I have an arrayList called A, say, which is non-empty.
I create another arrayList, B, and put in some elements of A.
for(someobject obj : A){
if(some_condition_is_met)
B.add(obj);
}
Then I do some stuff with B (never modifying, shuffling, or deleting objects from it. I pick an element of B, say B.get(i).
Now, I want to find B.get(i)’s position in A.
I tried
for(someobject obj : A){
if(obj.equals(B.get(i))
return A.lastIndexOf(obj);
}
return null;
But this kept returning null. That is, “equals” doesn’t match the objects.
SO in my frustration I tried:
return A.get(A.lastIndexOf(B.get(i));
which caused an ArrayINdexOutOfBounds exception.
Any ideas what I should do?
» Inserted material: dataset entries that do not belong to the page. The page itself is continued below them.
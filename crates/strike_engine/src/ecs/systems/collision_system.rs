//! Collision detection and resolution
//!
//! One pass per frame over colliders in attach order. Each visit syncs the
//! hitbox to its owner, clamps keep-inside entities against the level, then
//! tests the collider against every later one. Interpenetrating elastic
//! pairs are rolled back in sub-steps until separate, exchange momentum,
//! and re-advance by the recovered time; collision hooks fire for every
//! intersecting pair whether or not it resolved elastically.

use crate::config::{CollisionConfig, LevelConfig};
use crate::ecs::component::{CollisionHook, ComponentKey, ComponentKind, Payload};
use crate::ecs::components::Collider;
use crate::ecs::entity::EntityId;
use crate::ecs::system::System;
use crate::ecs::world::World;
use crate::foundation::math::Rect;

/// Resolves hitbox overlap and boundary containment
pub struct CollisionSystem {
    level: LevelConfig,
    config: CollisionConfig,
}

impl CollisionSystem {
    /// Create a collision system for the given level and tuning
    pub fn new(level: LevelConfig, config: CollisionConfig) -> Self {
        Self { level, config }
    }

    /// Clamp a keep-inside collider's owner against the level edges
    ///
    /// Edge contact counts: the owner is shifted so the touching edge sits
    /// exactly on the bound and that axis of its velocity is zeroed.
    fn clamp_to_level(&self, world: &mut World, key: ComponentKey, owner: EntityId) {
        assert!(
            world.body(owner).is_some(),
            "keep-inside collider requires a Body on the same entity"
        );
        let Some(rect) = collider_rect(world, key) else {
            return;
        };
        let Some(center) = world.entity(owner).map(|e| e.position) else {
            return;
        };

        let left = center.x - rect.w / 2.0;
        let right = center.x + rect.w / 2.0;
        let top = center.y - rect.h / 2.0;
        let bottom = center.y + rect.h / 2.0;

        let mut position = center;
        let mut zero_x = false;
        let mut zero_y = false;

        if left <= 0.0 {
            position.x -= left;
            zero_x = true;
        }
        if right >= self.level.width {
            position.x -= right - self.level.width;
            zero_x = true;
        }
        if top <= 0.0 {
            position.y -= top;
            zero_y = true;
        }
        if bottom >= self.level.height {
            position.y -= bottom - self.level.height;
            zero_y = true;
        }

        if !zero_x && !zero_y {
            return;
        }
        if let Some(entity) = world.entity_mut(owner) {
            entity.position = position;
        }
        if let Some(body) = world.body_mut(owner) {
            if zero_x {
                body.velocity.x = 0.0;
            }
            if zero_y {
                body.velocity.y = 0.0;
            }
        }
    }

    /// Test one ordered pair; returns false once the first collider is gone
    /// so its remaining pairings can be abandoned
    fn test_pair(
        &self,
        world: &mut World,
        key: ComponentKey,
        other_key: ComponentKey,
        elapsed: f32,
    ) -> bool {
        // Revalidate our own side; an earlier pairing's hook may have
        // destroyed or deactivated it.
        let Some(own) = world.component(ComponentKind::Collider, key) else {
            return false;
        };
        if !own.active {
            return false;
        }
        let own_entity = own.owner();
        let Payload::Collider(own_collider) = &own.payload else {
            return false;
        };
        let own_rect = own_collider.rect;
        let own_mask = own_collider.mask;
        let own_elastic = own_collider.elastic;

        // Inactive partners are skipped, not released; their own visit in
        // this pass handles the release.
        let Some(other) = world.component(ComponentKind::Collider, other_key) else {
            return true;
        };
        if !other.active {
            return true;
        }
        let other_entity = other.owner();
        let Payload::Collider(other_collider) = &other.payload else {
            return true;
        };
        let other_mask = other_collider.mask;
        let other_elastic = other_collider.elastic;

        let (own_team, other_team) =
            match (world.entity(own_entity), world.entity(other_entity)) {
                (Some(a), Some(b)) => (a.team, b.team),
                _ => return true,
            };
        if world.same_team(own_entity, other_entity) {
            return true;
        }
        if !own_mask.allows(other_team) || !other_mask.allows(own_team) {
            return true;
        }

        // Sync the partner's hitbox just in time; an earlier resolution may
        // have moved its owner this frame.
        let Some(other_position) = world.entity(other_entity).map(|e| e.position) else {
            return true;
        };
        let other_rect = {
            let Some(collider) = collider_payload_mut(world, other_key) else {
                return true;
            };
            collider.rect.set_center(other_position);
            collider.rect
        };

        if !own_rect.intersects(&other_rect) {
            return true;
        }

        if own_elastic && other_elastic {
            self.resolve_elastic(world, key, other_key, own_entity, other_entity, elapsed);
        }

        // Hooks fire for every intersecting pair, own side first. The
        // second is skipped if the first destroyed its collider.
        if let Some(hook) = collision_hook(world, key) {
            hook(world, own_entity, other_entity);
        }
        if let Some(hook) = collision_hook(world, other_key) {
            hook(world, other_entity, own_entity);
        }

        world.component(ComponentKind::Collider, key).is_some()
    }

    /// Roll an interpenetrating elastic pair back, exchange momentum, and
    /// re-advance both by the recovered time
    fn resolve_elastic(
        &self,
        world: &mut World,
        key: ComponentKey,
        other_key: ComponentKey,
        own_entity: EntityId,
        other_entity: EntityId,
        elapsed: f32,
    ) {
        let (m1, v1) = {
            let body = world
                .body(own_entity)
                .expect("elastic collision requires a Body on both entities");
            (body.mass, body.velocity)
        };
        let (m2, v2) = {
            let body = world
                .body(other_entity)
                .expect("elastic collision requires a Body on both entities");
            (body.mass, body.velocity)
        };

        let (Some(mut rect1), Some(mut rect2)) =
            (collider_rect(world, key), collider_rect(world, other_key))
        else {
            return;
        };

        // Walk both hitboxes backwards along their velocities until they
        // separate, accumulating how much of the frame gets recovered.
        let step = elapsed / self.config.rollback_granularity;
        let mut recovered = 0.0;
        let mut steps = 0;
        let mut separated = true;
        while rect1.intersects(&rect2) {
            if steps >= self.config.max_rollback_steps {
                separated = false;
                break;
            }
            rect1.x -= v1.x * step;
            rect1.y -= v1.y * step;
            rect2.x -= v2.x * step;
            rect2.y -= v2.y * step;
            recovered += step;
            steps += 1;
        }

        if !separated {
            // Slow or tangent pairs can fail to separate along their own
            // velocities; push them apart directly instead of looping on.
            log::warn!(
                "Rollback capped at {steps} sub-steps; separating along the minimum overlap axis"
            );
            separate_rects(&mut rect1, &mut rect2);
            recovered = 0.0;
        }

        // Per-axis elastic exchange between the pre-collision velocities.
        let total_mass = m1 + m2;
        let new_v1 = (v1 * (m1 - m2) + v2 * (2.0 * m2)) / total_mass;
        let new_v2 = (v2 * (m2 - m1) + v1 * (2.0 * m1)) / total_mass;

        if let Some(collider) = collider_payload_mut(world, key) {
            collider.rect = rect1;
        }
        if let Some(collider) = collider_payload_mut(world, other_key) {
            collider.rect = rect2;
        }
        if let Some(entity) = world.entity_mut(own_entity) {
            entity.position = rect1.center() + new_v1 * recovered;
        }
        if let Some(entity) = world.entity_mut(other_entity) {
            entity.position = rect2.center() + new_v2 * recovered;
        }
        if let Some(body) = world.body_mut(own_entity) {
            body.velocity = new_v1;
        }
        if let Some(body) = world.body_mut(other_entity) {
            body.velocity = new_v2;
        }

        self.impact_effect(world, key, own_entity, elapsed);
        self.impact_effect(world, other_key, other_entity, elapsed);
    }

    /// Trigger a collider's impact effect at its owner's resolved position
    fn impact_effect(&self, world: &mut World, key: ComponentKey, owner: EntityId, elapsed: f32) {
        let effect = match collider_payload_mut(world, key) {
            Some(collider) => collider.effect.clone(),
            None => None,
        };
        let Some(effect) = effect else {
            return;
        };
        let Some(position) = world.entity(owner).map(|e| e.position) else {
            return;
        };
        world.particles.spawn(&effect, elapsed, 1, position);
    }
}

impl System for CollisionSystem {
    fn name(&self) -> &str {
        "collision"
    }

    fn update(&mut self, world: &mut World, delta_time: f32) {
        let keys = world.component_keys(ComponentKind::Collider);
        for (index, &key) in keys.iter().enumerate() {
            let Some(owner) = world.visit(ComponentKind::Collider, key) else {
                continue;
            };
            let Some(position) = world.entity(owner).map(|e| e.position) else {
                continue;
            };

            let keep_inside = {
                let Some(collider) = collider_payload_mut(world, key) else {
                    continue;
                };
                collider.rect.set_center(position);
                collider.keep_inside_level
            };
            if keep_inside {
                self.clamp_to_level(world, key, owner);
            }

            for &other_key in &keys[index + 1..] {
                if !self.test_pair(world, key, other_key, delta_time) {
                    break;
                }
            }
        }
    }
}

fn collider_payload_mut(world: &mut World, key: ComponentKey) -> Option<&mut Collider> {
    match &mut world.component_mut(ComponentKind::Collider, key)?.payload {
        Payload::Collider(collider) => Some(collider),
        _ => None,
    }
}

fn collider_rect(world: &World, key: ComponentKey) -> Option<Rect> {
    match &world.component(ComponentKind::Collider, key)?.payload {
        Payload::Collider(collider) => Some(collider.rect),
        _ => None,
    }
}

fn collision_hook(world: &World, key: ComponentKey) -> Option<CollisionHook> {
    match &world.component(ComponentKind::Collider, key)?.payload {
        Payload::Collider(collider) => collider.on_collision.clone(),
        _ => None,
    }
}

/// Push two boxes apart along whichever axis overlaps least, leaving them
/// exactly touching
fn separate_rects(a: &mut Rect, b: &mut Rect) {
    let (overlap_x, overlap_y) = a.overlap(b);
    if overlap_x <= 0.0 || overlap_y <= 0.0 {
        return;
    }
    if overlap_x < overlap_y {
        let shift = overlap_x / 2.0;
        if a.x < b.x {
            a.x -= shift;
            b.x += shift;
        } else {
            a.x += shift;
            b.x -= shift;
        }
    } else {
        let shift = overlap_y / 2.0;
        if a.y < b.y {
            a.y -= shift;
            b.y += shift;
        } else {
            a.y += shift;
            b.y -= shift;
        }
    }
}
I’ve got a feeling I’m missing something obvious.
One more point – this is an incredibly simplified explanation of what I’m doing. In the above example creating B might seem pointless, but it is necessary.
ANSWERS TO QUESTIONS:
1)The objects are custom objects. Ah,… I didn’t override equals. That might be it.
2) I can be sure any object in B mst B in A because on creating B, first I remove all from it, just in case, then I add only object from A and I do not tamper with the objects once in B.
The principle of what you are trying to do should work. I could make the quibble that there is little point in doing the FOR loop to search through A to find an instance of the object from B, and then doing a lastIndexOf on it. lastIndexOf will iterate through A anyway. You are searching for something, and then when you find it you are just leaving it where it lies and searching for it all over again. (Admittedly, your first search is from the beginning of A while lastIndexOf will search from the end. So this is like looking for your car keys starting in the basement and working up to the attic. Then when you find them, you leave them there, and then go to the attic and start the search again working your way down to the basement.)
I suspect that the problem is not in the concept, but in the details. You might show the actual code. If the code is too complex, try simplifying it down to the essentials and see if the error still occurs.
One possibility: Do you really add the object from A to B directly? Or are you creating a new object for B that is a copy of the object from A? If the latter, then unless you override equals() it’s not going to work, because the default equals() for a user-defined object just checks if they are the same instance, not “equivalent” objects.